CES 2026: Qualcomm Unveils Dragonwing Robotics Platform to Power Physical AI

Qualcomm introduced a comprehensive robotics technology stack at CES 2026, unveiling new processors and partnerships aimed at scaling Physical AI from service robots to full-size humanoids.

By RB Team Published: | Updated:
CES 2026: Qualcomm Unveils Dragonwing Robotics Platform to Power Physical AI
Humanoid and mobile robots powered by Qualcomm Dragonwing processors are showcased during CES 2026 demonstrations. Photo: Qualcomm Technologies

Qualcomm has expanded its ambitions beyond chips for smartphones and vehicles, unveiling a full-stack robotics platform at CES 2026 designed to power the next generation of Physical AI. The company introduced a comprehensive architecture that integrates hardware, software, and AI models to support robots ranging from household assistants to industrial autonomous mobile robots and full-size humanoids.
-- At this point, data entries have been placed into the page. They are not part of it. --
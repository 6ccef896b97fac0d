use crate::api::RoutineApi;
use crate::calendar::{CalendarView, YearMonth};
use crate::date_window::DateWindow;
use crate::errors::ClientError;
use crate::models::{EntryPayload, PractitionerId, RoutineId};
use crate::mutator::{EntryKey, EntryMutator, MutationOutcome};
use crate::reconciler::RoutineListReconciler;
use crate::view::{DashboardView, Feedback, FeedbackTone};
use chrono::NaiveDate;
use parking_lot::Mutex;
use std::collections::HashMap;
use std::sync::Arc;
use tracing::warn;

/// Everything one practitioner's dashboard holds, in one owned value.
pub struct Dashboard {
    api: Arc<dyn RoutineApi>,
    reconciler: RoutineListReconciler,
    mutator: EntryMutator,
    feedback: Mutex<HashMap<RoutineId, Feedback>>,
}

impl Dashboard {
    pub fn new(api: Arc<dyn RoutineApi>, practitioner: PractitionerId, today: NaiveDate) -> Self {
        Self {
            reconciler: RoutineListReconciler::new(
                Arc::clone(&api),
                practitioner,
                DateWindow::open(today),
            ),
            mutator: EntryMutator::new(Arc::clone(&api)),
            api,
            feedback: Mutex::new(HashMap::new()),
        }
    }

    pub async fn reload(&self) -> Result<(), ClientError> {
        self.reconciler.reload().await
    }

    pub async fn go_back(&self) -> Result<bool, ClientError> {
        self.reconciler.go_back().await
    }

    pub async fn go_forward(&self) -> Result<bool, ClientError> {
        self.reconciler.go_forward().await
    }

    pub async fn roll_over(&self, today: NaiveDate) -> Result<bool, ClientError> {
        self.reconciler.roll_over(today).await
    }

    /// Completes `routine_id` for the selected date, then reloads.
    ///
    /// An entry that already existed counts as success
    /// (`MutationOutcome::AlreadyCompleted`).
    pub async fn complete(
        &self,
        routine_id: &RoutineId,
        payload: EntryPayload,
    ) -> Result<MutationOutcome, ClientError> {
        let date = self.reconciler.current_date().await;
        let Some(routine) = self.reconciler.routine(routine_id).await else {
            return Err(ClientError::validation(format!("unknown routine {routine_id}")));
        };

        let result = match self.mutator.complete(&routine, date, payload).await {
            Ok(()) => Ok(MutationOutcome::Completed),
            Err(ClientError::Conflict(_)) => Ok(MutationOutcome::AlreadyCompleted),
            Err(err) => Err(err),
        };
        self.settle(routine_id, date, result).await
    }

    pub async fn uncomplete(&self, routine_id: &RoutineId) -> Result<MutationOutcome, ClientError> {
        let date = self.reconciler.current_date().await;
        let result = self
            .mutator
            .uncomplete(routine_id, date)
            .await
            .map(|()| MutationOutcome::Uncompleted);
        self.settle(routine_id, date, result).await
    }

    /// Month calendar of one listed routine. Defaults to the month of the
    /// selected date.
    pub async fn calendar(
        &self,
        routine_id: &RoutineId,
        month: Option<YearMonth>,
    ) -> Result<CalendarView, ClientError> {
        let Some(routine) = self.reconciler.routine(routine_id).await else {
            return Err(ClientError::NotFound(format!("unknown routine {routine_id}")));
        };
        let window = self.reconciler.window().await;
        let month = month.unwrap_or_else(|| YearMonth::of(window.current()));
        let data = self.api.calendar(routine_id, month).await?;
        Ok(CalendarView::build(&routine, &data, window.today()))
    }

    pub async fn view(&self) -> DashboardView {
        let snapshot = self.reconciler.snapshot().await;
        let hints = self.mutator.hints_for(snapshot.window.current());
        let feedback = self.feedback.lock().clone();
        DashboardView::build(&snapshot, &hints, &feedback)
    }

    async fn settle(
        &self,
        routine_id: &RoutineId,
        date: NaiveDate,
        result: Result<MutationOutcome, ClientError>,
    ) -> Result<MutationOutcome, ClientError> {
        let outcome = match result {
            Ok(outcome) => outcome,
            Err(err) => {
                if !err.is_auth_expired() {
                    self.set_feedback(routine_id, date, FeedbackTone::Error, err.user_message());
                }
                return Err(err);
            }
        };
        self.set_feedback(routine_id, date, FeedbackTone::Confirmation, outcome.message().to_string());

        // Re-derive the list from the backend instead of patching it locally.
        // The control hint is visible to views rendered during this reload.
        let reloaded = self.reconciler.reload().await;
        self.mutator.clear_hint(&EntryKey::new(routine_id.clone(), date));
        match reloaded {
            Err(err) if err.is_auth_expired() => Err(err),
            Err(err) => {
                warn!(%err, "reload after mutation failed");
                Ok(outcome)
            }
            Ok(()) => Ok(outcome),
        }
    }

    fn set_feedback(&self, routine_id: &RoutineId, date: NaiveDate, tone: FeedbackTone, message: String) {
        self.feedback
            .lock()
            .insert(routine_id.clone(), Feedback { date, tone, message });
    }
}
The announcement reflects a growing industry shift toward general-purpose robotics, where machines are expected to reason, adapt, and act safely in human environments. Qualcomm positioned its new platform as a bridge between laboratory prototypes and deployable systems, emphasizing power efficiency, scalability, and safety-grade performance as key enablers.

Dragonwing IQ10 and the “Brain of the Robot”

At the center of Qualcomm’s robotics push is the Dragonwing IQ10 Series, its latest premium-tier processor designed specifically for advanced robotics workloads. The company describes IQ10 as a high-performance, energy-efficient system-on-chip capable of serving as the primary compute engine for humanoid robots and sophisticated AMRs.

Built on Qualcomm’s experience in edge AI and low-power computing, the processor is optimized for mixed-criticality systems where perception, planning, and control must run simultaneously with strict safety requirements. The IQ10 expands Qualcomm’s existing robotics roadmap, which already supports a range of commercial robots through earlier Dragonwing processors.

The architecture enables advanced perception and motion planning using end-to-end AI models, including vision-language and vision-language-action systems. These capabilities are intended to support generalized manipulation, natural human-robot interaction, and continuous learning across diverse environments.

From Prototypes to Scalable Physical AI

Qualcomm framed its robotics platform as an end-to-end solution rather than a single chip. The architecture combines heterogeneous edge computing, AI acceleration, machine learning operations, and a data flywheel for collecting and retraining models. Developer tools and software frameworks are designed to shorten development cycles and reduce the complexity of deploying robots at scale.

This approach targets what Qualcomm described as the “last-mile” problem in robotics, where promising demonstrations often fail to translate into reliable, mass-produced systems. By providing a unified stack that scales across form factors, Qualcomm aims to accelerate adoption in retail, logistics, manufacturing, and service robotics.

“As pioneers in energy-efficient, high-performance Physical AI systems, we know what it takes to make complex robotics systems perform reliably, safely, and at scale,” said Nakul Duggal, executive vice president and group general manager at Qualcomm Technologies. He added that the company’s focus is on moving intelligent machines out of controlled environments and into real-world use.

Partnerships Across the Robotics Ecosystem

Qualcomm also highlighted a growing network of robotics partners adopting its platform. The company is working with manufacturers and integrators including Advantech, APLUX, AutoCore, Booster, VinMotion, Robotec.ai, and VinMotion to bring deployment-ready robots to market.

Humanoid robotics company Figure is collaborating with Qualcomm to define next-generation compute architectures as it scales its humanoid platforms. Brett Adcock, founder and chief executive of Figure, said Qualcomm’s combination of compute performance and power efficiency is a key building block in realizing general-purpose humanoid robots designed for industrial work.

Qualcomm said its Dragonwing processors already power several humanoid platforms in development, and discussions are underway with major industrial automation players on future robotics solutions.

CES 2026 Demonstrations and Industry Direction

At CES 2026, Qualcomm showcased robots powered by its Dragonwing processors, including VinMotion’s Motion 2 humanoid and Booster’s K1 Geek. The company also demonstrated a commercially available robotics development kit designed for rapid prototyping and deployment across multiple applications.

Additional demonstrations focused on teleoperation tools and AI data pipelines that enable robots to continuously acquire new skills. These capabilities underscore Qualcomm’s emphasis on lifelong learning and adaptability as defining characteristics of Physical AI.

The CES debut positions Qualcomm as a foundational technology provider for embodied intelligence, competing not just with chipmakers but with full-stack autonomy platforms. As humanoids and service robots move closer to commercial deployment, Qualcomm is betting that power-efficient, safety-grade compute will be a decisive advantage.

With Physical AI emerging as a central theme at CES 2026, Qualcomm’s announcement signals that the race to define the underlying infrastructure for intelligent machines is accelerating, and that robotics is becoming a core pillar of the company’s long-term strategy.